Wild general manager Bill Guerin initially planned to bring back both Fleury and Cam Talbot, who made the All-Star team and went 13-0-3 in his last 16 regular season starts before being benched in favor of Fleury for the first-round playoff series against St. Louis. The Wild lost in six games, after Talbot got the cold start in the elimination game and gave up four goals on 26 shots.

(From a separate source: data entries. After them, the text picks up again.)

//! SQLite persistence for the discovery pipeline.
//!
//! One database, four tables: interests and dislikes (the user's profile),
//! known facts (served discoveries, with an optional compacted form used to
//! keep prompts short), and pending facts (the pre-generated queue the next
//! "give me a fact" request is served from).
//!
//! A [`DiscoveryStore`] wraps one `rusqlite::Connection`. Connections are
//! `Send` but not `Sync`: every generation cycle opens its own store and
//! moves it into the worker, which is also why the schema is applied
//! idempotently on every open.

mod store;

pub use store::{DiscoveryStore, FactId, KnownFact, PendingFact, Preference};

Guerin changed his mind, though, after signing Fleury to a two-year, $7 million contract. Realizing Talbot’s frustration from the lack of postseason action, he didn’t want to risk any tension or discontent. Talbot was traded to Ottawa for Filip Gustavsson, who will be the No. 2 goalie while top prospect Jesper Wallstedt gets more development in the AHL.

Gustavsson has only 23 career regular-season starts, nearly 200 fewer than Talbot, so it’s a good bet that Fleury will get the majority of the games.

“I was ready to share the load with him, but things didn’t work out and happy to be having the chance to play maybe a bit more. It’s fun to play. It’s more fun than sitting on the bench,” said Fleury, who went 28-23-5 in 56 combined starts for Chicago and Minnesota last season with a 2.90 goals against average and a .908 save percentage.

The Wild reconvened for training camp last week, beginning their quest to recapture the mojo they enjoyed last season while setting franchise records for points (113), wins (53) and goals (305). The only team that finished ahead of them in the Western Conference was Colorado, which went on to win the Stanley Cup, but they never met the Avs in the playoffs because the Blues got to them first.

There’s a strong chemistry in place, at least, to build upon.

“We still have a lot of guys here who were here last year. We’re just trying to make it even better, just trying to listen to everybody,” center Joel Eriksson Ek said. “We want to set a standard and a way for how hard this team’s going to work.”

The Wild start the regular season by hosting the New York Rangers on Oct. 13.

COMINGS AND GOINGS

The most significant roster move of the summer amongst the skaters was the inevitable salary-cap-driven trade of second-leading scorer Kevin Fiala to Los Angeles. Fiala had a career-high 33 goals and 52 assists last season. Guerin otherwise dabbled mostly in two-way contracts in free agency for depth. Former Anaheim center Sam Steel signed with Minnesota last month, one day after defenseman Dimitry Kulikov was dealt to the Ducks.

MORE POWER

The Wild were done in during the playoffs by abysmal special teams. They went just 4 for 24 on the power play against the Blues, and head coach Dean Evason had the team working on that on the first day on the ice. The penalty kill that lagged last season was a focus of the second practice.

“It has to get better, no question,” Evason said.

BLUE LINE SHUFFLE

Captain Jared Spurgeon has been placed with Jonas Brodin on the first pair on defense, and Jake Middleton has joined Matt Dumba on the second unit. Dumba and Brodin are close friends who’ve been paired together for several seasons.

“Dumbs is a shooter too,” said Middleton, who re-signed for three years and $7.35 million. “It’s pretty exciting. I can get some cookies passing him the puck. That’d be a big plus. I think it’ll work well. He loves hitting guys too. He plays a gritty game as well so I think we’ll be a good combo.”

UP FRONT

With Jordan Greenway recovering from offseason surgeries, Tyson Jost will get the first chance to skate with Eriksson Ek and Marcus Foligno. The departure of Fiala has opened at least one spot for a rookie to make the team, with 2020 first-round draft pick Marco Rossi in line for it.

ON THE SLATE

This is the first time in eight years the Wild will play their regular-season opener at home. After three more games at Xcel Energy Center, they don’t hit the road until a five-game trip that starts Oct. 22 at Boston. The Wild have a season-long nine-game homestand from Feb. 9-21.